Занимаясь всей пьесой, все же наибольшее время Немирович-Данченко отдал прояснению последней картины. Вначале режиссер задает себе самому и актерам недоуменный вопрос: «Почему понадобилось автору и театру показать травлю Пушкина, а в конце — раскаяние шпиона, черт его дери, это неинтересно». Проходя роль вместе с В. Топорковым, обнаруживая ее скрытый «груз», Немирович приходит к пониманию решающего значения в структуре пьесы и раскаяния Биткова и всей сцены на глухой почтовой станции.
На почтовой станции надо дать атмосферу нехорошего… вся сцена живет тем, «кого везут». Что-то трагическое есть в том, что после того, как мы видим уютную квартиру, дворец, богатый салтыковский дом, спектакль кончается самой плохой избой. В этом какая-то необыкновенная глубина у Булгакова. Петербургский блеск, великолепная квартира, дворец, бал и т. д. — и вдруг: глушь, закоптелый потолок, сальные свечи… холодище… и какие-то жандармы… Это везут Пушкина. ‹…› Надо, чтобы я почувствовал: «Буря мглою небо кроет…»
От В. Топоркова режиссер, в связи с общим решением сцены, просит не раскаяния филера, а образа Иуды Искариотского. Он подсказывает актеру «физическое самочувствие человека, который не знает, как вырваться из того, что его сосет, гнетет», и развертывает внутренний монолог совестливого соглядатая: «Вот тот (это Битков о Тургеневе. — А. С.) сидит, плачет над ним, у него на душе спокойнее, радостнее. А я не знаю, куда деваться». И дальше движение монолога, его развитие: «Чем больше пьет, тем больше в себя уходит. „Мозжит“ — это не слезы, а выковыривание души».
Перед самой сдачей спектакля возникла дискуссия о том, можно ли на такой ноте закончить спектакль о Пушкине. «Выковыривание души» многим казалось крайне сомнительным для апофеоза. Аргумент, который в связи с этим выдвигался, был по-своему неотразим: «Если бы этот спектакль шел так и кончался так, когда зрители выходили бы на ярко освещенную улицу, — это одно, — передавал В. Станицын общее мнение, — а в теперешние дни нельзя так кончать спектакль». Возникло заманчивое предложение товарищей, смотревших репетицию: «Вот Пушкина увезли, а Качалов читает великолепные пушкинские стихи: Пушкин живет до сегодняшнего дня».
Булгакова уже нет на свете, возразить он не может.

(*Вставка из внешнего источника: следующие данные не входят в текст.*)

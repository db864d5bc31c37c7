// Tracing initialization with configurable and reloadable log level.
use std::sync::OnceLock;
use tracing_subscriber::{EnvFilter, fmt, prelude::*, reload};

static LOG_RELOAD_HANDLE: OnceLock<reload::Handle<EnvFilter, tracing_subscriber::Registry>> =
    OnceLock::new();

pub fn init_tracing() {
    init_tracing_with_level("info");
}

pub fn init_tracing_with_level(level: &str) {
    // Prefer RUST_LOG from env, otherwise use provided level string.
    let base_filter = env_filter().unwrap_or_else(|| EnvFilter::new(level));

    let (reload_layer, handle) = reload::Layer::new(base_filter);
    let _ = LOG_RELOAD_HANDLE.set(handle);

    let _ = tracing_subscriber::registry()
        .with(reload_layer)
        .with(fmt::layer().with_target(true))
        .try_init();
}

/// Apply a new logging level at runtime if reload handle is configured.
///
/// A usable `RUST_LOG` always wins over the configured level.
pub fn apply_logging_level(level: &str) {
    if env_filter().is_some() {
        tracing::debug!(level, "RUST_LOG is set, ignoring configured log level");
        return;
    }
    if let Some(handle) = LOG_RELOAD_HANDLE.get() {
        let _ = handle.modify(|f| {
            *f = EnvFilter::new(level);
        });
    }
}

fn env_filter() -> Option<EnvFilter> {
    parse_directives(std::env::var("RUST_LOG").ok().as_deref())
}

fn parse_directives(value: Option<&str>) -> Option<EnvFilter> {
    value
        .map(str::trim)
        .filter(|v| !v.is_empty())
        .and_then(|v| EnvFilter::try_new(v).ok())
}
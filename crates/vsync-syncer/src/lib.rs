//! # vsync-syncer
//!
//! Mirrors Knative `Revision` objects from a physical store into a virtual
//! store. The physical side is authoritative: mirrors are created for
//! managed Revisions, kept equal in spec and status, and deleted once their
//! physical counterpart is gone.
//!
//! A Revision is managed when it carries the instance marker label itself,
//! or when one of its owners in the physical store does.
//!
//! ## Layout
//!
//! - [`identity`]: physical ↔ virtual key mapping
//! - [`scope`]: marker check with one-level owner walk
//! - [`differ`]: semantic equality of spec and status
//! - [`engine`]: the reconciliation table
//! - [`controller`], [`queue`], [`index`]: event-driven dispatch

pub mod config;
pub mod context;
pub mod controller;
pub mod differ;
pub mod engine;
pub mod error;
pub mod identity;
pub mod index;
pub mod observability;
pub mod queue;
pub mod registry;
pub mod scope;
pub mod translator;

pub use config::SyncConfig;
pub use context::SyncContext;
pub use controller::Controller;
pub use differ::{Aspect, differs_on, semantic_eq};
pub use engine::{ObjectPair, ReconcileOutcome, RevisionSyncer, SkipReason, SyncAction};
pub use error::{SyncError, SyncResult};
pub use identity::IdentityResolver;
pub use index::OwnershipIndex;
pub use queue::{ExponentialBackoff, WorkQueue};
pub use registry::{KindInfo, KindRegistry};
pub use scope::{Scope, ScopeClassifier};
pub use translator::{Marker, NamespacedTranslator, Translator};
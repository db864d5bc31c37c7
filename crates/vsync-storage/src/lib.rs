//! # vsync-storage
//!
//! Object store abstraction layer for vsync.
//!
//! This crate defines the trait both the physical and the virtual store
//! clients implement, the error taxonomy the reconciler reasons about, and
//! the evented wrapper that turns writes into watch events. Backends live in
//! separate crates.
//!
//! ## Example
//!
//! ```ignore
//! use vsync_storage::{ObjectStore, StorageError};
//!
//! async fn revisions(store: &dyn ObjectStore, ns: &str) -> Result<Vec<Object>, StorageError> {
//!     let gvk = GroupVersionKind::new("serving.knative.dev", "v1", "Revision");
//!     store.list(&gvk, Some(ns)).await
//! }
//! ```

mod error;
pub mod evented;
mod traits;
mod types;

pub use error::{ErrorCategory, StorageError};
pub use evented::EventedStore;
pub use traits::ObjectStore;
pub use types::{StoreEvent, StoreEventType};

/// Type alias for a storage result.
pub type StorageResult<T> = Result<T, StorageError>;

/// Type alias for a shared store trait object.
pub type DynStore = std::sync::Arc<dyn ObjectStore>;

/// Prelude module for convenient imports.
///
/// ```ignore
/// use vsync_storage::prelude::*;
/// ```
pub mod prelude {
    pub use crate::error::{ErrorCategory, StorageError};
    pub use crate::evented::EventedStore;
    pub use crate::traits::ObjectStore;
    pub use crate::types::{StoreEvent, StoreEventType};
    pub use crate::{DynStore, StorageResult};
}
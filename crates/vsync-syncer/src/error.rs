use thiserror::Error;
use vsync_core::{CoreError, ObjectKey};
use vsync_storage::StorageError;

/// Errors surfaced by the reconciler to its caller.
#[derive(Debug, Error)]
pub enum SyncError {
    #[error(transparent)]
    Storage(#[from] StorageError),

    #[error("Identity {key} cannot be resolved: {reason}")]
    IdentityUnresolvable { key: String, reason: String },

    #[error("Unknown kind: {0}")]
    UnknownKind(String),

    #[error("Cannot classify object: {0}")]
    Classification(String),

    #[error("Invalid object: {0}")]
    Object(#[from] CoreError),

    #[error("Reconciliation cancelled")]
    Cancelled,

    #[error("Configuration error: {0}")]
    Config(String),
}

impl SyncError {
    pub fn identity_unresolvable(key: &ObjectKey, reason: impl Into<String>) -> Self {
        Self::IdentityUnresolvable {
            key: key.to_string(),
            reason: reason.into(),
        }
    }

    pub fn unknown_kind(api_version: &str, kind: &str) -> Self {
        Self::UnknownKind(format!("{api_version}, Kind={kind}"))
    }

    pub fn classification(message: impl Into<String>) -> Self {
        Self::Classification(message.into())
    }

    pub fn config(message: impl Into<String>) -> Self {
        Self::Config(message.into())
    }

    pub fn is_identity_unresolvable(&self) -> bool {
        matches!(self, Self::IdentityUnresolvable { .. })
    }

    /// Whether the trigger layer should requeue the key with backoff.
    ///
    /// Store failures (including create races and concurrent deletes) converge
    /// on a later pass; everything else would fail the same way again.
    pub fn is_retryable(&self) -> bool {
        match self {
            Self::Storage(e) => !matches!(e, StorageError::InvalidObject { .. }),
            Self::IdentityUnresolvable { .. }
            | Self::UnknownKind(_)
            | Self::Classification(_)
            | Self::Object(_)
            | Self::Cancelled
            | Self::Config(_) => false,
        }
    }
}

pub type SyncResult<T> = Result<T, SyncError>;
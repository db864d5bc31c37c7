use async_trait::async_trait;
use dashmap::DashMap;
use dashmap::mapref::entry::Entry;
use std::sync::atomic::{AtomicU64, Ordering};
use time::OffsetDateTime;
use tracing::trace;
use vsync_core::{GroupVersionKind, Object, ObjectKey};
use vsync_storage::prelude::*;

/// Map key: object type plus namespaced identity.
pub type StorageKey = (GroupVersionKind, ObjectKey);

fn make_storage_key(object: &Object) -> StorageResult<StorageKey> {
    let gvk = object
        .gvk()
        .map_err(|e| StorageError::invalid_object(e.to_string()))?;
    let key = object
        .key()
        .map_err(|e| StorageError::invalid_object(e.to_string()))?;
    Ok((gvk, key))
}

/// In-memory object store using DashMap for concurrent access.
///
/// This store mimics the parts of an API server the reconciler relies on:
/// - uid, creation timestamp and resource version assignment on create
/// - optimistic concurrency on writes that carry a resource version
/// - `update` and `update_status` touching disjoint sections of the object
#[derive(Debug)]
pub struct InMemoryStore {
    name: &'static str,
    data: DashMap<StorageKey, Object>,
    /// Atomic counter for generating resource versions
    version_counter: AtomicU64,
}

impl InMemoryStore {
    /// Creates an empty store. `name` shows up in logs (`physical`, `virtual`).
    pub fn new(name: &'static str) -> Self {
        Self {
            name,
            data: DashMap::new(),
            version_counter: AtomicU64::new(1),
        }
    }

    fn next_version(&self) -> String {
        self.version_counter
            .fetch_add(1, Ordering::SeqCst)
            .to_string()
    }

    /// Number of stored objects across all types.
    pub fn len(&self) -> usize {
        self.data.len()
    }

    pub fn is_empty(&self) -> bool {
        self.data.is_empty()
    }

    /// Checks the caller's resource version against the stored one.
    fn check_version(
        kind: &str,
        key: &ObjectKey,
        incoming: &Object,
        current: &Object,
    ) -> StorageResult<()> {
        match (
            incoming.metadata.resource_version.as_deref(),
            current.metadata.resource_version.as_deref(),
        ) {
            (Some(expected), Some(actual)) if expected != actual => {
                Err(StorageError::conflict(kind, key, expected, actual))
            }
            _ => Ok(()),
        }
    }
}

impl Default for InMemoryStore {
    fn default() -> Self {
        Self::new("memory")
    }
}

#[async_trait]
impl ObjectStore for InMemoryStore {
    async fn get(
        &self,
        gvk: &GroupVersionKind,
        key: &ObjectKey,
    ) -> StorageResult<Option<Object>> {
        Ok(self
            .data
            .get(&(gvk.clone(), key.clone()))
            .map(|entry| entry.value().clone()))
    }

    async fn list(
        &self,
        gvk: &GroupVersionKind,
        namespace: Option<&str>,
    ) -> StorageResult<Vec<Object>> {
        let mut objects: Vec<(ObjectKey, Object)> = self
            .data
            .iter()
            .filter(|entry| &entry.key().0 == gvk)
            .filter(|entry| namespace.is_none_or(|ns| entry.key().1.namespace == ns))
            .map(|entry| (entry.key().1.clone(), entry.value().clone()))
            .collect();
        objects.sort_by(|a, b| a.0.cmp(&b.0));
        Ok(objects.into_iter().map(|(_, obj)| obj).collect())
    }

    async fn create(&self, object: &Object) -> StorageResult<Object> {
        let storage_key = make_storage_key(object)?;
        let (gvk, key) = storage_key.clone();

        match self.data.entry(storage_key) {
            Entry::Occupied(_) => Err(StorageError::already_exists(&gvk.kind, &key)),
            Entry::Vacant(slot) => {
                let mut stored = object.clone();
                stored.metadata.uid = Some(uuid::Uuid::new_v4().to_string());
                stored.metadata.resource_version = Some(self.next_version());
                stored.metadata.creation_timestamp = Some(OffsetDateTime::now_utc());
                slot.insert(stored.clone());
                trace!(store = self.name, kind = %gvk.kind, key = %key, "Created object");
                Ok(stored)
            }
        }
    }

    async fn update(&self, object: &Object) -> StorageResult<Object> {
        let storage_key = make_storage_key(object)?;
        let (gvk, key) = storage_key.clone();

        let mut current = self
            .data
            .get_mut(&storage_key)
            .ok_or_else(|| StorageError::not_found(&gvk.kind, &key))?;
        Self::check_version(&gvk.kind, &key, object, &current)?;

        let mut stored = object.clone();
        stored.status = current.status.clone();
        stored.metadata.uid = current.metadata.uid.clone();
        stored.metadata.creation_timestamp = current.metadata.creation_timestamp;
        stored.metadata.resource_version = Some(self.next_version());
        *current = stored.clone();
        trace!(store = self.name, kind = %gvk.kind, key = %key, "Updated object");
        Ok(stored)
    }

    async fn update_status(&self, object: &Object) -> StorageResult<Object> {
        let storage_key = make_storage_key(object)?;
        let (gvk, key) = storage_key.clone();

        let mut current = self
            .data
            .get_mut(&storage_key)
            .ok_or_else(|| StorageError::not_found(&gvk.kind, &key))?;
        Self::check_version(&gvk.kind, &key, object, &current)?;

        current.status = object.status.clone();
        current.metadata.resource_version = Some(self.next_version());
        trace!(store = self.name, kind = %gvk.kind, key = %key, "Updated object status");
        Ok(current.clone())
    }

    async fn delete(&self, object: &Object) -> StorageResult<()> {
        let storage_key = make_storage_key(object)?;
        let (gvk, key) = storage_key.clone();

        match self.data.remove(&storage_key) {
            Some(_) => {
                trace!(store = self.name, kind = %gvk.kind, key = %key, "Deleted object");
                Ok(())
            }
            None => Err(StorageError::not_found(&gvk.kind, &key)),
        }
    }

    fn backend_name(&self) -> &'static str {
        self.name
    }
}
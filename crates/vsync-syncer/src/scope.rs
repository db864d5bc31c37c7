//! Decides whether a physical object belongs to this virtual instance.

use std::sync::Arc;

use tracing::{debug, info, warn};
use vsync_core::{Object, ObjectKey, OwnerReference};
use vsync_storage::DynStore;

use crate::context::SyncContext;
use crate::error::{SyncError, SyncResult};
use crate::registry::KindRegistry;
use crate::translator::Translator;

/// How an object came to be in scope, if it is.
#[derive(Debug, Clone, PartialEq, Eq)]
pub enum Scope {
    /// The object carries the marker itself.
    Direct,
    /// A parent named by this owner reference carries the marker.
    Inherited(OwnerReference),
    Unmanaged,
}

impl Scope {
    pub fn is_managed(&self) -> bool {
        !matches!(self, Scope::Unmanaged)
    }
}

/// Marker check with a one-level walk up the owner references.
///
/// Owners are read from the physical store only. A reference that cannot be
/// resolved or fetched is skipped; it never fails the classification.
#[derive(Clone)]
pub struct ScopeClassifier {
    translator: Arc<dyn Translator>,
    physical: DynStore,
    registry: Arc<KindRegistry>,
}

impl ScopeClassifier {
    pub fn new(
        translator: Arc<dyn Translator>,
        physical: DynStore,
        registry: Arc<KindRegistry>,
    ) -> Self {
        Self {
            translator,
            physical,
            registry,
        }
    }

    pub async fn classify(&self, ctx: &SyncContext, object: &Object) -> SyncResult<Scope> {
        if self.translator.is_managed(object) {
            return Ok(Scope::Direct);
        }

        let key = object
            .key()
            .map_err(|e| SyncError::classification(e.to_string()))?;

        for owner in &object.metadata.owner_references {
            let info = match self.registry.resolve(&owner.api_version, &owner.kind) {
                Ok(info) => info,
                Err(e) => {
                    warn!(
                        owner_kind = %owner.kind,
                        owner_api_version = %owner.api_version,
                        key = %key,
                        error = %e,
                        "Skipping owner of unknown kind"
                    );
                    continue;
                }
            };

            let namespace = if info.namespaced {
                key.namespace.as_str()
            } else {
                ""
            };
            let owner_key = ObjectKey::new(namespace, owner.name.as_str());

            let parent = match ctx.run(self.physical.get(&info.gvk, &owner_key)).await {
                Ok(Some(parent)) => parent,
                Ok(None) => {
                    info!(
                        owner = %owner_key,
                        owner_kind = %owner.kind,
                        key = %key,
                        "Owner not found"
                    );
                    continue;
                }
                Err(SyncError::Cancelled) => return Err(SyncError::Cancelled),
                Err(e) => {
                    info!(
                        owner = %owner_key,
                        owner_kind = %owner.kind,
                        key = %key,
                        error = %e,
                        "Owner lookup failed"
                    );
                    continue;
                }
            };

            if self.translator.is_managed(&parent) {
                debug!(
                    owner = %owner_key,
                    owner_kind = %owner.kind,
                    key = %key,
                    "Managed through owner"
                );
                return Ok(Scope::Inherited(owner.clone()));
            }
        }

        Ok(Scope::Unmanaged)
    }

    pub async fn is_managed(&self, ctx: &SyncContext, object: &Object) -> SyncResult<bool> {
        Ok(self.classify(ctx, object).await?.is_managed())
    }
}

impl std::fmt::Debug for ScopeClassifier {
    fn fmt(&self, f: &mut std::fmt::Formatter<'_>) -> std::fmt::Result {
        f.debug_struct("ScopeClassifier")
            .field("physical", &self.physical.backend_name())
            .field("kinds", &self.registry.len())
            .finish_non_exhaustive()
    }
}

#[cfg(test)]
mod tests {
    use super::*;
    use crate::config::NamespaceMapping;
    use crate::identity::IdentityResolver;
    use crate::registry::kinds;
    use crate::translator::{Marker, NamespacedTranslator};
    use serde_json::json;
    use vsync_core::{BroadcastEventRecorder, GroupVersionKind};
    use vsync_db_memory::InMemoryStore;
    use vsync_storage::ObjectStore;

    const MARKER: &str = "vsync.dev/managed-by";

    fn classifier(store: Arc<InMemoryStore>) -> ScopeClassifier {
        let resolver =
            IdentityResolver::new([NamespaceMapping::new("vc-1-default", "default")], None)
                .unwrap();
        let translator = NamespacedTranslator::new(
            Arc::new(resolver),
            Marker::new(MARKER, "vc-1"),
            BroadcastEventRecorder::new_shared(),
        );
        ScopeClassifier::new(Arc::new(translator), store, KindRegistry::global())
    }

    fn revision(owner: Option<OwnerReference>) -> Object {
        let obj = Object::new(&kinds::revision_gvk())
            .with_key(&ObjectKey::new("vc-1-default", "rev-1"))
            .with_spec(json!({"image": "a:1"}));
        match owner {
            Some(owner) => obj.with_owner(owner),
            None => obj,
        }
    }

    fn configuration(name: &str, marker: Option<&str>) -> Object {
        let obj = Object::new(&kinds::configuration_gvk())
            .with_key(&ObjectKey::new("vc-1-default", name));
        match marker {
            Some(value) => obj.with_label(MARKER, value),
            None => obj,
        }
    }

    fn config_owner(name: &str) -> OwnerReference {
        OwnerReference::new("serving.knative.dev/v1", "Configuration", name)
    }

    #[tokio::test]
    async fn test_direct_marker() {
        let c = classifier(Arc::new(InMemoryStore::new("physical")));
        let obj = revision(None).with_label(MARKER, "vc-1");
        let scope = c.classify(&SyncContext::new(), &obj).await.unwrap();
        assert_eq!(scope, Scope::Direct);
    }

    #[tokio::test]
    async fn test_inherited_from_marked_owner() {
        let store = Arc::new(InMemoryStore::new("physical"));
        store.create(&configuration("hello", Some("vc-1"))).await.unwrap();
        let c = classifier(store);

        let scope = c
            .classify(&SyncContext::new(), &revision(Some(config_owner("hello"))))
            .await
            .unwrap();
        assert_eq!(scope, Scope::Inherited(config_owner("hello")));
    }

    #[tokio::test]
    async fn test_unmarked_or_foreign_owner_is_unmanaged() {
        let store = Arc::new(InMemoryStore::new("physical"));
        store.create(&configuration("plain", None)).await.unwrap();
        store.create(&configuration("foreign", Some("vc-2"))).await.unwrap();
        let c = classifier(store);
        let ctx = SyncContext::new();

        let obj = revision(Some(config_owner("plain"))).with_owner(config_owner("foreign"));
        assert_eq!(c.classify(&ctx, &obj).await.unwrap(), Scope::Unmanaged);
        assert!(!c.is_managed(&ctx, &revision(None)).await.unwrap());
    }

    #[tokio::test]
    async fn test_first_matching_owner_wins() {
        let store = Arc::new(InMemoryStore::new("physical"));
        store.create(&configuration("a", Some("vc-1"))).await.unwrap();
        store.create(&configuration("b", Some("vc-1"))).await.unwrap();
        let c = classifier(store);

        let obj = revision(Some(config_owner("missing")))
            .with_owner(config_owner("b"))
            .with_owner(config_owner("a"));
        let scope = c.classify(&SyncContext::new(), &obj).await.unwrap();
        assert_eq!(scope, Scope::Inherited(config_owner("b")));
    }

    #[tokio::test]
    async fn test_unknown_owner_kind_is_skipped() {
        let store = Arc::new(InMemoryStore::new("physical"));
        store.create(&configuration("hello", Some("vc-1"))).await.unwrap();
        let c = classifier(store);

        let obj = revision(Some(OwnerReference::new("example.com/v1", "Widget", "w")))
            .with_owner(config_owner("hello"));
        let scope = c.classify(&SyncContext::new(), &obj).await.unwrap();
        assert!(scope.is_managed());
    }

    #[tokio::test]
    async fn test_missing_name_is_a_classification_error() {
        let c = classifier(Arc::new(InMemoryStore::new("physical")));
        let obj = Object::new(&GroupVersionKind::new("serving.knative.dev", "v1", "Revision"));
        let err = c.classify(&SyncContext::new(), &obj).await.unwrap_err();
        assert!(matches!(err, SyncError::Classification(_)));
    }
}
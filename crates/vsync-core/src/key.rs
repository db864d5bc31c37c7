use serde::{Deserialize, Serialize};

/// Namespaced identity of an object within one store.
#[derive(Debug, Clone, PartialEq, Eq, Hash, PartialOrd, Ord, Serialize, Deserialize)]
pub struct ObjectKey {
    pub namespace: String,
    pub name: String,
}

impl ObjectKey {
    pub fn new(namespace: impl Into<String>, name: impl Into<String>) -> Self {
        Self {
            namespace: namespace.into(),
            name: name.into(),
        }
    }
}

impl std::fmt::Display for ObjectKey {
    fn fmt(&self, f: &mut std::fmt::Formatter<'_>) -> std::fmt::Result {
        if self.namespace.is_empty() {
            write!(f, "{}", self.name)
        } else {
            write!(f, "{}/{}", self.namespace, self.name)
        }
    }
}
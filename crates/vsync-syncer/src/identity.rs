//! Mapping between physical (source) and virtual (target) object identities.

use std::collections::BTreeMap;

use vsync_core::ObjectKey;

use crate::config::{MappingConfig, NamespaceMapping};
use crate::error::{SyncError, SyncResult};

/// Longest object name either store accepts.
pub const MAX_NAME_LENGTH: usize = 253;

/// Pure, bidirectional identity mapping.
///
/// Physical namespaces map one-to-one onto virtual namespaces. When a name
/// suffix is configured, physical names are `<virtual name>-<suffix>`.
/// For every key `k` that resolves, `to_source(to_target(k)) == k`.
#[derive(Debug, Clone, PartialEq, Eq)]
pub struct IdentityResolver {
    to_virtual: BTreeMap<String, String>,
    to_physical: BTreeMap<String, String>,
    name_suffix: Option<String>,
}

impl IdentityResolver {
    pub fn new(
        mappings: impl IntoIterator<Item = NamespaceMapping>,
        name_suffix: Option<String>,
    ) -> SyncResult<Self> {
        let mut to_virtual = BTreeMap::new();
        let mut to_physical = BTreeMap::new();
        for mapping in mappings {
            if mapping.physical.is_empty() || mapping.virtual_.is_empty() {
                return Err(SyncError::config("namespace mapping entries must not be empty"));
            }
            if to_virtual
                .insert(mapping.physical.clone(), mapping.virtual_.clone())
                .is_some()
            {
                return Err(SyncError::config(format!(
                    "physical namespace {} is mapped twice",
                    mapping.physical
                )));
            }
            if to_physical
                .insert(mapping.virtual_.clone(), mapping.physical)
                .is_some()
            {
                return Err(SyncError::config(format!(
                    "virtual namespace {} is mapped twice",
                    mapping.virtual_
                )));
            }
        }
        if matches!(name_suffix.as_deref(), Some("")) {
            return Err(SyncError::config("name suffix must not be empty"));
        }
        Ok(Self {
            to_virtual,
            to_physical,
            name_suffix,
        })
    }

    pub fn from_config(mapping: &MappingConfig) -> SyncResult<Self> {
        Self::new(mapping.namespaces.iter().cloned(), mapping.name_suffix.clone())
    }

    /// Maps a physical key to the virtual key of its mirror.
    pub fn to_target(&self, source: &ObjectKey) -> SyncResult<ObjectKey> {
        let namespace = self.to_virtual.get(&source.namespace).ok_or_else(|| {
            SyncError::identity_unresolvable(source, "physical namespace is not mapped")
        })?;

        let name = match &self.name_suffix {
            None => source.name.clone(),
            Some(suffix) => {
                let stripped = source
                    .name
                    .strip_suffix(suffix.as_str())
                    .and_then(|rest| rest.strip_suffix('-'))
                    .ok_or_else(|| {
                        SyncError::identity_unresolvable(
                            source,
                            format!("name does not end with -{suffix}"),
                        )
                    })?;
                if stripped.is_empty() {
                    return Err(SyncError::identity_unresolvable(
                        source,
                        "name is only the suffix",
                    ));
                }
                stripped.to_string()
            }
        };

        Ok(ObjectKey::new(namespace.clone(), name))
    }

    /// Maps a virtual key back to the physical key it mirrors.
    pub fn to_source(&self, target: &ObjectKey) -> SyncResult<ObjectKey> {
        let namespace = self.to_physical.get(&target.namespace).ok_or_else(|| {
            SyncError::identity_unresolvable(target, "virtual namespace is not mapped")
        })?;
        if target.name.is_empty() {
            return Err(SyncError::identity_unresolvable(target, "name is empty"));
        }

        let name = match &self.name_suffix {
            None => target.name.clone(),
            Some(suffix) => format!("{}-{suffix}", target.name),
        };
        if name.len() > MAX_NAME_LENGTH {
            return Err(SyncError::identity_unresolvable(
                target,
                format!("physical name exceeds {MAX_NAME_LENGTH} characters"),
            ));
        }

        Ok(ObjectKey::new(namespace.clone(), name))
    }

    pub fn is_source_namespace(&self, namespace: &str) -> bool {
        self.to_virtual.contains_key(namespace)
    }

    pub fn source_namespaces(&self) -> impl Iterator<Item = &str> {
        self.to_virtual.keys().map(String::as_str)
    }

    pub fn target_namespaces(&self) -> impl Iterator<Item = &str> {
        self.to_physical.keys().map(String::as_str)
    }
}

#[cfg(test)]
mod tests {
    use super::*;

    fn resolver(suffix: Option<&str>) -> IdentityResolver {
        IdentityResolver::new(
            [
                NamespaceMapping::new("vc-1-team-a", "team-a"),
                NamespaceMapping::new("vc-1-team-b", "team-b"),
            ],
            suffix.map(str::to_string),
        )
        .unwrap()
    }

    #[test]
    fn test_namespace_only_mapping() {
        let r = resolver(None);
        let source = ObjectKey::new("vc-1-team-a", "rev-1");
        let target = r.to_target(&source).unwrap();
        assert_eq!(target, ObjectKey::new("team-a", "rev-1"));
        assert_eq!(r.to_source(&target).unwrap(), source);
    }

    #[test]
    fn test_suffix_mapping_round_trips() {
        let r = resolver(Some("x-vc-1"));
        let source = ObjectKey::new("vc-1-team-b", "hello-00001-x-vc-1");
        let target = r.to_target(&source).unwrap();
        assert_eq!(target, ObjectKey::new("team-b", "hello-00001"));
        assert_eq!(r.to_source(&target).unwrap(), source);
    }

    #[test]
    fn test_unresolvable_keys() {
        let r = resolver(Some("x-vc-1"));
        let cases = [
            ObjectKey::new("kube-system", "rev-1-x-vc-1"),
            ObjectKey::new("vc-1-team-a", "rev-1"),
            ObjectKey::new("vc-1-team-a", "rev-1_x-vc-1"),
            ObjectKey::new("vc-1-team-a", "-x-vc-1"),
        ];
        for key in cases {
            let err = r.to_target(&key).unwrap_err();
            assert!(err.is_identity_unresolvable(), "{key} should not resolve");
        }

        assert!(r.to_source(&ObjectKey::new("other", "rev-1")).is_err());
        let long = "a".repeat(MAX_NAME_LENGTH);
        assert!(r.to_source(&ObjectKey::new("team-a", long)).is_err());
    }

    #[test]
    fn test_mapping_must_be_injective() {
        let err = IdentityResolver::new(
            [NamespaceMapping::new("p", "a"), NamespaceMapping::new("q", "a")],
            None,
        )
        .unwrap_err();
        assert!(matches!(err, SyncError::Config(_)));
        assert!(IdentityResolver::new(Vec::new(), Some(String::new())).is_err());
    }

    #[test]
    fn test_source_namespaces() {
        let r = resolver(None);
        assert!(r.is_source_namespace("vc-1-team-a"));
        assert!(!r.is_source_namespace("team-a"));
        assert_eq!(r.source_namespaces().count(), 2);
        assert_eq!(r.target_namespaces().collect::<Vec<_>>(), vec!["team-a", "team-b"]);
    }
}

Возражает Немирович-Данченко в какой-то усталой интонации: «Дважды два — четыре, дважды шестнадцать — тридцать два». А потом терпеливо внушает: «Надо великолепно сделать эту картину. ‹…› После этого (монолога Биткова. — А. С.) — чтение — это как-то дешево. Как бы ни было мрачно… все равно само искусство радостное и захватывающее, захватывающе-радостное». Немирович вспоминает «Катерину Измайлову», шекспировские пьесы с горами трупов в финалах, «Гамлета», над которым он думал и работал тогда, и определяет с исчерпывающей ясностью: «Радость имеется в самом искусстве».